2. Relevant equations

3. The attempt at a solution
So I started with some algebra changing the integral to ∫(e^-x)[∫ye^-ydy]dx
I evaluated the y portion first because its more difficult to deal with and wanted to get it out of the way.
I ended up integrating by parts with:
U=y dv=e^-x
Dy=dy v=-e^-x and got
-ye^(-y) - ∫-e^(-y)dy on the interval [0,3] and got -4e^(-3) + 1

This is now a constant, pulled it out of the x integral leaving:
(-4e^(-3) +1)∫e^(-x)dx
The final integral I evaluated as:
-e^(-x) on [0,2] gives
-e^(-2) + e^0 and this is multiplied by the previous number to give:
4e^(-6)-4e^(-3)-e^(-2)+1
Using a calculator to approximate I get a value of 0.692468
The answer in the book is .5e^(-6) + (5\2) which is approximated by a calculator as 2.5012394

I'm doing something wrong and I am wondering if there is a rule I forgot, do I need to integrate by x first and then y?

2. Jun 27, 2014

### ehild

It is wrong: $(e^{-x})(ye^{-y})=ye^{-x-y}$ instead of $ye^{-xy}$

ehild

3. Jun 27, 2014

### rmiller70015

I was walking back from the corner store when I realized this, but thank you for confirming it.
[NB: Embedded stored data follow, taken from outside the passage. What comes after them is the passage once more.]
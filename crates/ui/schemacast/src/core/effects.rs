/*!
Effect & task model.

The reducer never performs work itself. It returns `Effect`s which the loop
interprets:

- `Effect::Async(TaskKind)` is handed to the [`TaskExecutor`](crate::core::executor::TaskExecutor)
  and runs on the Tokio runtime. Its outcome re-enters as
  `InternalEvent::Task(TaskResult)`.
- `Effect::Io(IoRequest)` is local, quick work (draft files, clipboard,
  external editor). The loop performs it inline and feeds the outcome back as
  an `InternalEvent`.
- `Effect::CloseConsumer` releases a consumer handle in the background.

Every network completion carries the `RequestTag` it was issued with so the
reducer can drop results that no longer match what is on screen.
*/

use std::fmt;
use std::path::PathBuf;

use crate::core::state::RequestTag;
use crate::domain::drafts::{DraftEntry, SavedDraft};
use crate::services::kafka::{ConsumerHandle, FetchOutcome, OutboundRecord};
use crate::services::registry::SubjectSchema;

/// Declarative instruction emitted by the reducer.
#[derive(Debug)]
pub enum Effect {
    /// Spawn background (network) work.
    Async(TaskKind),
    /// Quick local work performed by the loop itself.
    Io(IoRequest),
    /// Release a consumer nobody is looking at anymore.
    CloseConsumer(ConsumerHandle),
}

impl Effect {
    pub fn async_task(kind: TaskKind) -> Self {
        Effect::Async(kind)
    }
}

#[derive(Debug)]
pub enum TaskKind {
    ListSubjects,
    FetchSchema { tag: RequestTag },
    Publish { tag: RequestTag, record: OutboundRecord },
    OpenConsumer { tag: RequestTag, topic: String },
    /// The handle travels with the task and comes back in the result.
    Fetch { tag: RequestTag, consumer: ConsumerHandle, max: usize },
}

impl fmt::Display for TaskKind {
    fn fmt(&self, f: &mut fmt::Formatter<'_>) -> fmt::Result {
        match self {
            TaskKind::ListSubjects => write!(f, "ListSubjects"),
            TaskKind::FetchSchema { tag } => write!(f, "FetchSchema({}#{})", tag.subject, tag.seq),
            TaskKind::Publish { tag, record } => write!(
                f,
                "Publish(topic={} bytes={} #{})",
                record.topic,
                record.value.len(),
                tag.seq
            ),
            TaskKind::OpenConsumer { tag, topic } => {
                write!(f, "OpenConsumer(topic={topic} #{})", tag.seq)
            }
            TaskKind::Fetch { tag, consumer, max } => {
                write!(f, "Fetch(topic={} max={max} #{})", consumer.topic(), tag.seq)
            }
        }
    }
}

/// Outcome of a [`TaskKind`], errors already flattened to display text.
#[derive(Debug)]
pub enum TaskResult {
    SubjectsLoaded(Result<Vec<String>, String>),
    SchemaLoaded {
        tag: RequestTag,
        result: Result<SubjectSchema, String>,
    },
    Published {
        tag: RequestTag,
        topic: String,
        result: Result<(), String>,
    },
    ConsumerOpened {
        tag: RequestTag,
        result: Result<ConsumerHandle, String>,
    },
    Fetched {
        tag: RequestTag,
        consumer: ConsumerHandle,
        result: Result<FetchOutcome, String>,
    },
}

/// What a copy request put on the clipboard, for the confirmation line.
#[derive(Debug, Clone, Copy, PartialEq, Eq, strum::Display)]
#[strum(serialize_all = "lowercase")]
pub enum CopyTarget {
    Schema,
    Payload,
    Message,
}

#[derive(Debug, Clone, PartialEq, Eq)]
pub enum IoRequest {
    SaveDraft {
        topic: String,
        schema_id: u32,
        payload: String,
        key: Option<String>,
        name: Option<String>,
    },
    ListDrafts { topic: String },
    LoadDraft { path: PathBuf },
    OpenEditor { text: String },
    Copy { what: CopyTarget, text: String },
}

/// Events produced by the system rather than the user.
#[derive(Debug)]
pub enum InternalEvent {
    Task(TaskResult),
    DraftSaved(Result<PathBuf, String>),
    DraftsListed {
        topic: String,
        result: Result<Vec<DraftEntry>, String>,
    },
    DraftLoaded(Result<SavedDraft, String>),
    EditorClosed(Result<String, String>),
    Copied {
        what: CopyTarget,
        result: Result<(), String>,
    },
}

#[cfg(test)]
mod tests {
    use super::*;

    #[test]
    fn task_labels_name_the_work() {
        let tag = RequestTag {
            seq: 4,
            subject: "orders-value".into(),
            schema_id: Some(9),
        };
        let label = TaskKind::Publish {
            tag,
            record: OutboundRecord {
                topic: "orders".into(),
                key: None,
                value: vec![0; 12],
            },
        }
        .to_string();
        assert_eq!(label, "Publish(topic=orders bytes=12 #4)");
        assert_eq!(CopyTarget::Payload.to_string(), "payload");
    }
}
//! Path context for runtime environment detection and application paths.

use std::path::{Path, PathBuf};
use std::sync::Arc;

/// Identifies the runtime environment where the application is running.
#[derive(Debug, Clone, Copy, PartialEq, Eq)]
pub enum RuntimeEnvironment {
    /// Running via `cargo run` or in development mode
    Development,
    /// Running as an installed binary in production
    Production,
}

/// Context for managing application paths.
///
/// Layout below the base path:
///
/// ```text
/// <base>/config.toml
/// <base>/drafts/<topic>/<name>.json
/// <base>/logs/<app_id>.<timestamp>.log
/// ```
#[derive(Debug, Clone)]
pub struct PathContext {
    /// The runtime environment (development or production)
    environment: RuntimeEnvironment,
    /// Base path for all application data
    base_path: Arc<Path>,
    /// Application identifier (e.g., "schemacast")
    app_id: &'static str,
}

impl PathContext {
    /// Creates a new PathContext with automatic environment detection.
    ///
    /// `<APP_ID>_HOME` (upper-cased) overrides the base path in every environment.
    pub fn new(app_id: &'static str) -> Self {
        let environment = Self::detect_environment();
        let base_path = Self::home_override(app_id)
            .unwrap_or_else(|| Self::determine_base_path(environment, app_id));

        Self {
            environment,
            base_path: base_path.into(),
            app_id,
        }
    }

    /// Creates a PathContext with an explicit base path (useful for testing).
    pub fn with_base_path(base_path: impl Into<PathBuf>, app_id: &'static str) -> Self {
        let environment = Self::detect_environment();

        Self {
            environment,
            base_path: base_path.into().into(),
            app_id,
        }
    }

    /// Name of the environment variable that overrides the base path.
    pub fn home_env_var(app_id: &str) -> String {
        format!("{}_HOME", app_id.to_ascii_uppercase())
    }

    fn home_override(app_id: &str) -> Option<PathBuf> {
        std::env::var_os(Self::home_env_var(app_id))
            .filter(|value| !value.is_empty())
            .map(PathBuf::from)
    }

    /// Detects the runtime environment based on executable location.
    fn detect_environment() -> RuntimeEnvironment {
        // If the executable is in a "target/debug" or "target/release" directory,
        // we're likely in development mode
        if let Ok(exe_path) = std::env::current_exe() {
            if exe_path.components().any(|c| c.as_os_str() == "target") {
                return RuntimeEnvironment::Development;
            }
        }

        if std::env::var("CARGO").is_ok() || std::env::var("CARGO_MANIFEST_DIR").is_ok() {
            return RuntimeEnvironment::Development;
        }

        RuntimeEnvironment::Production
    }

    /// Determines the base path based on the runtime environment.
    fn determine_base_path(environment: RuntimeEnvironment, app_id: &str) -> PathBuf {
        match environment {
            RuntimeEnvironment::Development => {
                // Keep development data out of the user's real config directory
                let root = std::env::var("CARGO_MANIFEST_DIR")
                    .map(PathBuf::from)
                    .or_else(|_| std::env::current_dir())
                    .unwrap_or_else(|_| PathBuf::from("."));
                root.join(".out").join(app_id)
            }
            RuntimeEnvironment::Production => dirs::config_dir()
                .or_else(dirs::home_dir)
                .map(|dir| dir.join(app_id))
                .unwrap_or_else(|| PathBuf::from(".").join(app_id)),
        }
    }

    /// Returns the runtime environment.
    pub fn environment(&self) -> RuntimeEnvironment {
        self.environment
    }

    /// Returns the base path.
    pub fn base_path(&self) -> &Path {
        &self.base_path
    }

    /// Returns the app identifier.
    pub fn app_id(&self) -> &str {
        self.app_id
    }

    /// Returns the profile file path: `<base>/config.toml`
    pub fn config_file(&self) -> PathBuf {
        self.base_path.join("config.toml")
    }

    /// Returns the drafts directory path: `<base>/drafts/`
    pub fn drafts_dir(&self) -> PathBuf {
        self.base_path.join("drafts")
    }

    /// Returns the drafts directory of one topic: `<base>/drafts/<topic>/`
    ///
    /// Path separators in the topic are replaced so a topic can never escape
    /// the drafts directory.
    pub fn topic_drafts_dir(&self, topic: &str) -> PathBuf {
        self.drafts_dir().join(sanitize_component(topic))
    }

    /// Returns the logs directory path: `<base>/logs/`
    pub fn logs_dir(&self) -> PathBuf {
        self.base_path.join("logs")
    }

    /// Returns a log file path with timestamp: `<base>/logs/<app_id>.<timestamp>.log`
    pub fn log_file(&self, timestamp: &str) -> PathBuf {
        self.logs_dir()
            .join(format!("{}.{}.log", self.app_id, timestamp))
    }

    /// Returns a log file path with current timestamp.
    pub fn log_file_now(&self) -> PathBuf {
        let timestamp = chrono::Local::now().format("%Y%m%d-%H%M%S").to_string();
        self.log_file(&timestamp)
    }

    /// Ensures all necessary directories exist.
    pub fn ensure_directories(&self) -> std::io::Result<()> {
        let dirs = [self.base_path.to_path_buf(), self.drafts_dir(), self.logs_dir()];

        for dir in dirs {
            if !dir.exists() {
                std::fs::create_dir_all(&dir)?;
            }
        }

        Ok(())
    }
}

fn sanitize_component(raw: &str) -> String {
    let cleaned: String = raw
        .chars()
        .map(|c| match c {
            '/' | '\\' | ':' => '_',
            c if c.is_control() => '_',
            c => c,
        })
        .collect();
    match cleaned.as_str() {
        "" | "." | ".." => "_".to_string(),
        _ => cleaned,
    }
}

#[cfg(test)]
mod tests {
    use super::*;

    #[test]
    fn test_path_context_structure() {
        let ctx = PathContext::with_base_path("/test/base", "schemacast");

        assert_eq!(ctx.app_id(), "schemacast");
        assert_eq!(ctx.base_path(), Path::new("/test/base"));
        assert_eq!(ctx.config_file(), PathBuf::from("/test/base/config.toml"));
    }

    #[test]
    fn test_draft_paths() {
        let ctx = PathContext::with_base_path("/base", "app");

        assert_eq!(ctx.drafts_dir(), PathBuf::from("/base/drafts"));
        assert_eq!(
            ctx.topic_drafts_dir("orders"),
            PathBuf::from("/base/drafts/orders")
        );
    }

    #[test]
    fn test_topic_cannot_escape_drafts_dir() {
        let ctx = PathContext::with_base_path("/base", "app");

        assert_eq!(
            ctx.topic_drafts_dir("../etc/passwd"),
            PathBuf::from("/base/drafts/.._etc_passwd")
        );
        assert_eq!(ctx.topic_drafts_dir(".."), PathBuf::from("/base/drafts/_"));
        assert_eq!(ctx.topic_drafts_dir(""), PathBuf::from("/base/drafts/_"));
    }

    #[test]
    fn test_log_file_path() {
        let ctx = PathContext::with_base_path("/base", "app");

        let log_path = ctx.log_file("20240315-120000");
        assert_eq!(
            log_path,
            PathBuf::from("/base/logs/app.20240315-120000.log")
        );
    }

    #[test]
    fn test_home_env_var_name() {
        assert_eq!(PathContext::home_env_var("schemacast"), "SCHEMACAST_HOME");
    }

    #[test]
    fn test_ensure_directories_creates_layout() {
        let tmp = tempfile::tempdir().unwrap();
        let ctx = PathContext::with_base_path(tmp.path().join("home"), "app");

        ctx.ensure_directories().unwrap();

        assert!(ctx.drafts_dir().is_dir());
        assert!(ctx.logs_dir().is_dir());
    }
}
I had, as another helper once told me "abused the chain rule."

4. Jun 27, 2014

### LCKurtz

Oh my! Chain rule abuse! Oh Guard -- Guard!! Come quickly before he gets away!

5. Jun 28, 2014

### verty

Hint: if y was constant, the integrand would be quite simple.

6. Jun 28, 2014

### HallsofIvy

Verty's hint suggest that you do the integration in the other order:
$$\int_{y=0}^3\left[\int_{x= 0}^2 ye^{-xy}dx\right] dy$$

You should find that much simpler.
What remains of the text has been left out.